Kottalam, Karen Feng, Eric Tu, Niranjan Kumar, Ananth Pallaseni, Anthony Joseph, Dave Patterson!

• Mt. Sinai: Arun Ahuja, Neal Sidhwaney, Ryan Williams, Michael Linderman, Jeff Hammerbacher!

• GenomeBridge: Carl Yeksigian!

• Cloudera: Uri Laserson, Tom White!

• Microsoft Research: Ravi Pandya, Bill Bolosky!

• UC Santa Cruz: Benedict Paten, David Haussler, Hannes Schmidt, Beau Norgeot!

• And many other open source contributors, especially Michael Heuer, Neil Ferguson, Andy Petrella, Xavier Tordior!

• Total of 40 contributors to ADAM/BDG from >12 institutions

Scalable Genome Analysis with ADAM

Engineering

Transcript of Scalable Genome Analysis with ADAM

Adam C. Siepel, Ph.D.siepellab.labsites.cshl.edu/wp-content/uploads/sites/40/CV-Siepel... · 1997 – 2001 Software Development Group Leader, National Center for Genome Resources

Scalable Semantic Web Data Management Using …Scalable Semantic Web Data Management Using Vertical Partitioning Daniel J. Abadi MIT dna@csail.mit.edu Adam Marcus MIT marcua@csail.mit.edu

Project Adam: Building an Efficient and Scalable Deep Learning ...

…A Scalable Systems Initiative Scalable Microsoft ...€¦ · A Scalable Systems Initiative Scalable Microsoft Application Re engineering Technology Scalable Systems Inc Web: systems.com

Project Adam: Building an Efficient and Scalable Deep ...brents/cs494-cdcs/papers/...This paper addresses the problem by describing the design and implementation of a scalable distributed

Genome Sequencing Highlights Genes Under …Genome Sequencing Highlights Genes Under Selection and the Dynamic Early History of Dogs Adam H. Freedman1, Rena M. Schweizer1, Ilan Gronau2,

scalable whole-genome single-cell library preparation ... · uniform single-cell genome coverage than that provided by DOP-PCR, and that merged single-cell libraries achieve a uniformity

Transportation Data Science at NREL · Transportation Data Science at NREL Adam Duran, Kenneth Kelly, Caleb Phillips ... • Hadoop • Kafka • Scalable Attached (Object) Storage

Lightcuts: A Scalable Approach to Illuminationbjw/lightcuts.pdfLightcuts: A Scalable Approach to Illumination Bruce Walter Sebastian Fernandez Adam Arbree Kavita Bala Michael Donikian

Physical Principlesfor Scalable Neural Recording · Physical Principlesfor Scalable Neural Recording Ã Adam H. Marblestone,1,2 ÃBradley M. Zamft,3 Yael G. Maguire,3,4 Mikhail G.
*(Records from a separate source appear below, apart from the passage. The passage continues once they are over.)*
use std::collections::HashMap;

use serde::{Deserialize, Serialize};
use uuid::Uuid;

use crate::custom_data::CustomData;

/// How many history versions an entry keeps before truncation.
pub const DEFAULT_HISTORY_MAX_ITEMS: usize = 10;

/// An image attached to the database and referenced by entries and
/// groups through [`Icon::Custom`](crate::Icon::Custom).
#[derive(Clone, Debug, PartialEq, Eq, Serialize, Deserialize)]
pub struct CustomIcon {
    pub data: Vec<u8>,
    #[serde(default)]
    pub name: Option<String>,
}

/// Database-wide auxiliary state.
#[derive(Clone, Debug, PartialEq, Serialize, Deserialize)]
pub struct Metadata {
    custom_icons: HashMap<Uuid, CustomIcon>,
    /// Icon UUIDs in display order.
    custom_icons_order: Vec<Uuid>,
    custom_data: CustomData,
    history_max_items: usize,
}

impl Metadata {
    pub fn new() -> Self {
        Self {
            custom_icons: HashMap::new(),
            custom_icons_order: Vec::new(),
            custom_data: CustomData::new(),
            history_max_items: DEFAULT_HISTORY_MAX_ITEMS,
        }
    }

    pub fn custom_icons_order(&self) -> &[Uuid] {
        &self.custom_icons_order
    }

    pub fn has_custom_icon(&self, uuid: Uuid) -> bool {
        self.custom_icons.contains_key(&uuid)
    }

    pub fn custom_icon(&self, uuid: Uuid) -> Option<&CustomIcon> {
        self.custom_icons.get(&uuid)
    }

    /// Add an icon, appending it to the display order if it is new.
    /// Adding an existing UUID replaces the image data in place.
    pub fn add_custom_icon(&mut self, uuid: Uuid, icon: CustomIcon) {
        if self.custom_icons.insert(uuid, icon).is_none() {
            self.custom_icons_order.push(uuid);
        }
    }

    pub fn remove_custom_icon(&mut self, uuid: Uuid) -> Option<CustomIcon> {
        let removed = self.custom_icons.remove(&uuid);
        if removed.is_some() {
            self.custom_icons_order.retain(|id| *id != uuid);
        }
        removed
    }

    pub fn custom_data(&self) -> &CustomData {
        &self.custom_data
    }

    pub fn custom_data_mut(&mut self) -> &mut CustomData {
        &mut self.custom_data
    }

    pub fn history_max_items(&self) -> usize {
        self.history_max_items
    }

    pub fn set_history_max_items(&mut self, max: usize) {
        self.history_max_items = max;
    }
}

impl Default for Metadata {
    fn default() -> Self {
        Self::new()
    }
}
Scalable Semantic Web Data Management Using Vertical Partitioning Daniel J. Abadi, Adam Marcus, Samuel R. Madden, Kate Hollenbach VLDB, 2007 Oct 15, 2014.

Project Adam: Building an Efficient and Scalable …web.eecs.umich.edu/~mosharaf/Readings/Project-Adam.pdfAdam’s efficiency enables training larger models with the same amount of

Project Adam: Building an Efficient and Scalable Deep Learning Training System Trishul Chilimbi, Yutaka Suzue, Johnson Apacible, and Karthik Kalyanaraman,

Massively Parallel Processing of Whole Genome Sequence ...aroy/gesall-sigmod17.pdf · large genome analysis pipelines. Change of Existing Software: ADAM [19] provides new formats,

Chromatiblock: scalable whole-genome visualization of ... · genomes. The global alignment view shows the arrangement of core blocks (i.e., syntenic regions found once in all genomes)
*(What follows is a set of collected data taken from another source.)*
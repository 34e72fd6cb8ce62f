//! The audit record produced for every mutation the engine performs.

use std::fmt;

use serde::{Deserialize, Serialize};
use uuid::Uuid;

use haven_model::{Database, Entry, Group};

/// What kind of mutation a [`Change`] reports.
#[derive(Clone, Copy, Debug, PartialEq, Eq, Serialize, Deserialize)]
pub enum ChangeType {
    Added,
    Modified,
    Moved,
    Deleted,
    /// Bookkeeping changes with no single affected node (tombstone list,
    /// metadata).
    Unspecified,
}

impl ChangeType {
    /// Display label; empty for [`Unspecified`](ChangeType::Unspecified).
    pub fn as_str(&self) -> &'static str {
        match self {
            Self::Added => "Added",
            Self::Modified => "Modified",
            Self::Moved => "Moved",
            Self::Deleted => "Deleted",
            Self::Unspecified => "",
        }
    }
}

/// One reported mutation: what happened, to which node, where.
///
/// Changes are produced by the engine and never mutated afterwards.
#[derive(Clone, Debug, PartialEq, Eq, Serialize, Deserialize)]
pub struct Change {
    pub change_type: ChangeType,
    /// Full path of the affected group, or of the affected entry's
    /// group. Empty when no group applies.
    pub group: String,
    /// The affected entry's title. Empty for group and bookkeeping
    /// changes.
    pub title: String,
    pub uuid: Option<Uuid>,
    pub details: String,
}

impl Change {
    /// A change affecting an entry. The group path is resolved against
    /// the database the entry lives in.
    pub fn for_entry(
        change_type: ChangeType,
        db: &Database,
        entry: &Entry,
        details: impl Into<String>,
    ) -> Self {
        Self {
            change_type,
            group: entry.parent().map(|p| db.full_path(p)).unwrap_or_default(),
            title: entry.title().to_string(),
            uuid: Some(entry.uuid()),
            details: details.into(),
        }
    }

    /// A change affecting a group.
    pub fn for_group(
        change_type: ChangeType,
        db: &Database,
        group: &Group,
        details: impl Into<String>,
    ) -> Self {
        Self {
            change_type,
            group: db.full_path(group.uuid()),
            title: String::new(),
            uuid: Some(group.uuid()),
            details: details.into(),
        }
    }

    /// A bookkeeping change with no affected node.
    pub fn unspecified(details: impl Into<String>) -> Self {
        Self {
            change_type: ChangeType::Unspecified,
            group: String::new(),
            title: String::new(),
            uuid: None,
            details: details.into(),
        }
    }
}

impl fmt::Display for Change {
    fn fmt(&self, f: &mut fmt::Formatter<'_>) -> fmt::Result {
        if self.change_type != ChangeType::Unspecified {
            write!(f, "{}: ", self.change_type.as_str())?;
        }
        if !self.group.is_empty() {
            write!(f, "'{}'", self.group)?;
        }
        if !self.title.is_empty() {
            write!(f, "/'{}'", self.title)?;
        }
        if let Some(uuid) = self.uuid {
            write!(f, " [{uuid}]")?;
        }
        if !self.details.is_empty() {
            write!(f, " ({})", self.details)?;
        }
        Ok(())
    }
}

/// The ordered list of changes one merge produced.
pub type ChangeList = Vec<Change>;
Minor Thesis A scalable schema matching framework for relational databases Student: Ahmed Saimon Adam ID: 110022478 Award: MSc (Computer & Information.
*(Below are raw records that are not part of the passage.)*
use crate::prelude::*;

use crate::curve::p256;
use crate::key::{generate_key, PrivateKey, PublicKeyRing};

use rand::{CryptoRng, Rng, RngCore};

// Testing context for convenience
pub(crate) struct Context {
    pub msg: Vec<u8>,
    pub ring: PublicKeyRing,
    pub keys: Vec<PrivateKey>,
}

// Construct a context for testing: a random message and a random-size ring,
// with the private key of every member. Ring order matches key order.
pub(crate) fn rand_ctx<R>(mut rng: R, min_ring_size: usize) -> Context
where
    R: Rng + CryptoRng + RngCore,
{
    let msg_len = rng.gen_range(1..50);
    let mut msg = vec![0u8; msg_len];
    rng.fill_bytes(&mut msg);

    let ring_size: usize = rng.gen_range(min_ring_size..min_ring_size + 20);

    let mut ring = PublicKeyRing::with_capacity(ring_size);
    let mut keys = Vec::new();
    for _ in 0..ring_size {
        let key = generate_key(p256(), &mut rng).unwrap();
        ring.add(key.public().clone());
        keys.push(key);
    }

    Context { msg, ring, keys }
}

// A reader with a byte budget. Once the budget runs out, every read errors,
// like an exhausted entropy source.
pub(crate) struct ShortRng {
    remaining: usize,
}

impl ShortRng {
    pub fn new(budget: usize) -> ShortRng {
        ShortRng { remaining: budget }
    }
}

impl RngCore for ShortRng {
    fn next_u32(&mut self) -> u32 {
        rand_core::impls::next_u32_via_fill(self)
    }

    fn next_u64(&mut self) -> u64 {
        rand_core::impls::next_u64_via_fill(self)
    }

    fn fill_bytes(&mut self, dest: &mut [u8]) {
        let _ = self.try_fill_bytes(dest);
    }

    fn try_fill_bytes(&mut self, dest: &mut [u8]) -> Result<(), rand_core::Error> {
        if dest.len() > self.remaining {
            return Err(rand_core::Error::new("entropy budget exhausted"));
        }
        self.remaining -= dest.len();
        dest.fill(0xA5);
        Ok(())
    }
}

impl CryptoRng for ShortRng {}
Scalable multiple whole-genome alignment and locally ... · de Bruijn graphs to identify and extend anchors into locally collinear blocks hold the potential for scalability, but current

Scalable multiple whole-genome alignment and locally ... · Scalable multiple whole-genome alignment and locally collinear block construction with SibeliaZ Ilia Minkin 1 and Paul

Lightcuts: A Scalable Approach to Illumination Bruce Walter, Sebastian Fernandez, Adam Arbree, Mike Donikian, Kavita Bala, Donald Greenberg Program of.

UKOLN is supported by: Share your genome? Dealing with very personal data. Professor Adam Hedgecoe, Associate Director CESAGEN ESRC Centre for Social and.